- EXERCISE INSTRUCTIONS -
Your answer should reproduce every line of the material in which the word "super" occurs.

- EXTRACTED INFORMATION -
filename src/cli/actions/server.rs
use crate::cli::{actions::Action, globals::GlobalArgs};
use crate::skyship::{new, AppState};
use anyhow::Result;
use std::sync::Arc;

/// Handle the server action
pub async fn handle(action: Action, globals: &GlobalArgs) -> Result<()> {
    match action {
        Action::Server { port } => {
            let state = Arc::new(AppState::from_globals(globals)?);

            new(port, state).await?;
        }
    }

    Ok(())
}
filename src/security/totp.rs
//! Time-based one-time passwords (RFC 6238 over RFC 4226 HOTP).
//!
//! HMAC-SHA1, 30 second steps, 6 digits. Secrets are base32 strings and the
//! HMAC key is their decoded bytes, which is what authenticator apps expect
//! from the provisioning URI.
//!
//! Every time-dependent function takes the unix time explicitly. Drift is
//! tolerated by shifting the step counter, never by re-reading the clock.

use super::backup_codes::{self, BackupCodeSet};
use super::error::{Result, SecurityError};
use rand::{rngs::OsRng, RngCore};
use std::fmt;
use subtle::ConstantTimeEq;
use totp_rs::{Algorithm, Secret, TOTP};
use tracing::debug;

pub const DEFAULT_ISSUER: &str = "SkyShip";
pub const SECRET_LEN: usize = 32;
pub const CODE_DIGITS: usize = 6;
pub const TIME_STEP_SECONDS: u64 = 30;
pub const DEFAULT_WINDOW: u64 = 1;

const BASE32_ALPHABET: &[u8] = b"ABCDEFGHIJKLMNOPQRSTUVWXYZ234567";

/// Base32 shared secret. `Debug` never prints the value.
#[derive(Clone, PartialEq, Eq)]
pub struct TotpSecret(String);

impl TotpSecret {
    /// Accept a base32 secret as typed by a user: surrounding whitespace is
    /// dropped and letters are upper-cased.
    ///
    /// # Errors
    /// Returns `SecurityError::Parse` if the value is empty or contains
    /// characters outside `A-Z2-7`.
    pub fn parse(value: &str) -> Result<Self> {
        let normalized = value.trim().to_ascii_uppercase();
        if normalized.is_empty() {
            return Err(SecurityError::Parse("empty TOTP secret".to_string()));
        }
        if !normalized.bytes().all(|ch| BASE32_ALPHABET.contains(&ch)) {
            return Err(SecurityError::Parse(
                "TOTP secret is not base32".to_string(),
            ));
        }
        Ok(Self(normalized))
    }

    #[must_use]
    pub fn as_str(&self) -> &str {
        &self.0
    }

    /// Decoded key bytes used for the HMAC.
    fn key_bytes(&self) -> Result<Vec<u8>> {
        Secret::Encoded(self.0.clone())
            .to_bytes()
            .map_err(|err| SecurityError::Parse(format!("TOTP secret does not decode: {err:?}")))
    }

    /// Single-step generator; skew is applied by the caller over counters.
    fn totp(&self) -> Result<TOTP> {
        Ok(TOTP::new_unchecked(
            Algorithm::SHA1,
            CODE_DIGITS,
            0,
            TIME_STEP_SECONDS,
            self.key_bytes()?,
        ))
    }
}

impl fmt::Debug for TotpSecret {
    fn fmt(&self, f: &mut fmt::Formatter<'_>) -> fmt::Result {
        f.write_str("TotpSecret(***)")
    }
}

#[derive(Clone, Debug)]
pub struct AuthenticatorCodeService {
    issuer: String,
}

impl Default for AuthenticatorCodeService {
    fn default() -> Self {
        Self::new(DEFAULT_ISSUER)
    }
}

impl AuthenticatorCodeService {
    #[must_use]
    pub fn new(issuer: impl Into<String>) -> Self {
        Self {
            issuer: issuer.into(),
        }
    }

    #[must_use]
    pub fn issuer(&self) -> &str {
        &self.issuer
    }

    /// Fresh 160-bit secret from the OS random source.
    #[must_use]
    pub fn generate_secret(&self) -> TotpSecret {
        generate_secret_with_rng(&mut OsRng)
    }

    /// `otpauth://` URI for authenticator-app enrollment.
    #[must_use]
    pub fn provisioning_uri(&self, account_label: &str, secret: &TotpSecret) -> String {
        let issuer = urlencoding::encode(&self.issuer);
        let account = urlencoding::encode(account_label);
        let secret = urlencoding::encode(secret.as_str());
        format!(
            "otpauth://totp/{issuer}:{account}?secret={secret}&issuer={issuer}&algorithm=SHA1&digits={CODE_DIGITS}&period={TIME_STEP_SECONDS}"
        )
    }

    /// Code for the step containing `unix_time`.
    ///
    /// # Errors
    /// Returns `SecurityError::Parse` if the secret does not decode.
    pub fn current_code(&self, secret: &TotpSecret, unix_time: u64) -> Result<String> {
        self.code_at_counter(secret, unix_time / TIME_STEP_SECONDS)
    }

    /// HOTP value for an explicit step counter.
    ///
    /// # Errors
    /// Returns `SecurityError::Parse` if the secret does not decode.
    pub fn code_at_counter(&self, secret: &TotpSecret, counter: u64) -> Result<String> {
        Ok(secret.totp()?.generate(counter.saturating_mul(TIME_STEP_SECONDS)))
    }

    /// Whether `submitted` matches the code of any step within `window`
    /// steps of `now`.
    ///
    /// Anything other than exactly six ASCII digits is rejected before any
    /// code is computed.
    #[must_use]
    pub fn validate_code(
        &self,
        secret: &TotpSecret,
        submitted: &str,
        window: u64,
        now: u64,
    ) -> bool {
        if !is_code_shaped(submitted) {
            debug!("rejecting malformed TOTP submission");
            return false;
        }

        let totp = match secret.totp() {
            Ok(totp) => totp,
            Err(err) => {
                debug!("TOTP validation failed: {err}");
                return false;
            }
        };

        let current = now / TIME_STEP_SECONDS;
        let first = current.saturating_sub(window);
        let last = current.saturating_add(window);

        (first..=last).any(|counter| {
            let expected = totp.generate(counter.saturating_mul(TIME_STEP_SECONDS));
            bool::from(expected.as_bytes().ct_eq(submitted.as_bytes()))
        })
    }

    /// `count` single-use recovery codes.
    #[must_use]
    pub fn generate_backup_codes(&self, count: usize) -> BackupCodeSet {
        BackupCodeSet::generate(count)
    }

    /// Remove `submitted` from `owned` if present (case-insensitive).
    pub fn consume_backup_code(&self, owned: &mut BackupCodeSet, submitted: &str) -> bool {
        owned.consume(submitted)
    }
}

/// Six ASCII digits, nothing else.
#[must_use]
pub fn is_code_shaped(value: &str) -> bool {
    value.len() == CODE_DIGITS && value.bytes().all(|ch| ch.is_ascii_digit())
}

fn generate_secret_with_rng<R: RngCore>(rng: &mut R) -> TotpSecret {
    TotpSecret(backup_codes::random_string(rng, BASE32_ALPHABET, SECRET_LEN))
}
pub mod actions;
pub mod commands;
pub mod dispatch;
pub mod globals;
pub mod start;

pub use self::start::start;
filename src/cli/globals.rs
use crate::security::{
    audit::DEFAULT_AUDIT_CAPACITY, sink::DEFAULT_FORWARD_TIMEOUT, totp::DEFAULT_ISSUER,
};
use std::path::PathBuf;
use std::time::Duration;

#[derive(Debug, Clone)]
pub struct GlobalArgs {
    pub policy_store: Option<PathBuf>,
    pub security_log_url: Option<String>,
    pub security_log_timeout: Duration,
    pub audit_capacity: usize,
    pub issuer: String,
    pub trust_proxy_headers: bool,
}

impl Default for GlobalArgs {
    fn default() -> Self {
        Self {
            policy_store: None,
            security_log_url: None,
            security_log_timeout: DEFAULT_FORWARD_TIMEOUT,
            audit_capacity: DEFAULT_AUDIT_CAPACITY,
            issuer: DEFAULT_ISSUER.to_string(),
            trust_proxy_headers: false,
        }
    }
}
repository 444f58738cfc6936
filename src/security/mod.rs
//! Security core: IP admission control, TOTP second factor and the audit
//! trail with brute-force lockout.
//!
//! Components are plain service objects. Time, storage and the audit
//! forwarding transport are injected so nothing here reaches for process
//! globals.

pub mod access;
pub mod audit;
pub mod backup_codes;
pub mod cidr;
pub mod clock;
pub mod error;
pub mod login;
pub mod sink;
pub mod store;
pub mod totp;

pub use access::{AccessGate, AccessPolicy};
pub use audit::{AuditExport, AuditLog, LoginAttempt, SecurityEvent};
pub use backup_codes::BackupCodeSet;
pub use cidr::{cidr_contains, CidrBlock};
pub use clock::{Clock, ManualClock, SystemClock};
pub use error::SecurityError;
pub use login::{LoginContext, LoginGuard, SecondFactor};
pub use sink::{AuditRecord, AuditSink, HttpAuditSink, NoopAuditSink};
pub use store::{FileStore, KeyValueStore, MemoryStore};
pub use totp::{AuthenticatorCodeService, TotpSecret};
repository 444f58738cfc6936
use crate::cli::{actions::Action, commands, dispatch::handler, globals::GlobalArgs};
use anyhow::Result;
use opentelemetry::{trace::TracerProvider as _, KeyValue};
use opentelemetry_otlp::WithExportConfig;
use opentelemetry_sdk::{runtime::Tokio, trace, Resource};
use std::time::Duration;
use tracing_subscriber::{fmt, layer::SubscriberExt, EnvFilter, Registry};

/// OTLP tracer, only when an exporter endpoint is configured.
fn init_tracer() -> Result<Option<trace::Tracer>> {
    if std::env::var_os("OTEL_EXPORTER_OTLP_ENDPOINT").is_none() {
        return Ok(None);
    }

    let exporter = opentelemetry_otlp::SpanExporter::builder()
        .with_tonic()
        .with_timeout(Duration::from_secs(3))
        .build()?;

    let provider = trace::TracerProvider::builder()
        .with_batch_exporter(exporter, Tokio)
        .with_resource(Resource::new(vec![
            KeyValue::new("service.name", env!("CARGO_PKG_NAME")),
            KeyValue::new("service.version", env!("CARGO_PKG_VERSION")),
        ]))
        .build();

    let tracer = provider.tracer(env!("CARGO_PKG_NAME"));
    opentelemetry::global::set_tracer_provider(provider);

    Ok(Some(tracer))
}

/// Start the CLI
pub fn start() -> Result<(Action, GlobalArgs)> {
    let matches = commands::new().get_matches();

    let verbosity_level = match matches.get_one::<u8>("verbosity").map_or(0, |&v| v) {
        0 => tracing::Level::ERROR,
        1 => tracing::Level::WARN,
        2 => tracing::Level::INFO,
        3 => tracing::Level::DEBUG,
        _ => tracing::Level::TRACE,
    };

    let telemetry = init_tracer()?.map(|tracer| tracing_opentelemetry::layer().with_tracer(tracer));

    let fmt_layer = fmt::layer()
        .with_file(true)
        .with_line_number(true)
        .with_thread_ids(true)
        .with_target(false);

    // RUST_LOG=
    let env_filter = EnvFilter::builder()
        .with_default_directive(verbosity_level.into())
        .from_env_lossy();

    let subscriber = Registry::default()
        .with(fmt_layer)
        .with(telemetry)
        .with(env_filter);

    tracing::subscriber::set_global_default(subscriber)?;

    handler(&matches)
}
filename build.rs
fn main() {
    built::write_built_file().expect("Failed to acquire build-time information");
}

- SOLUTION TO THE PROBLEM -
use super::backup_codes::{self, BackupCodeSet};
use super::error::{Result, SecurityError};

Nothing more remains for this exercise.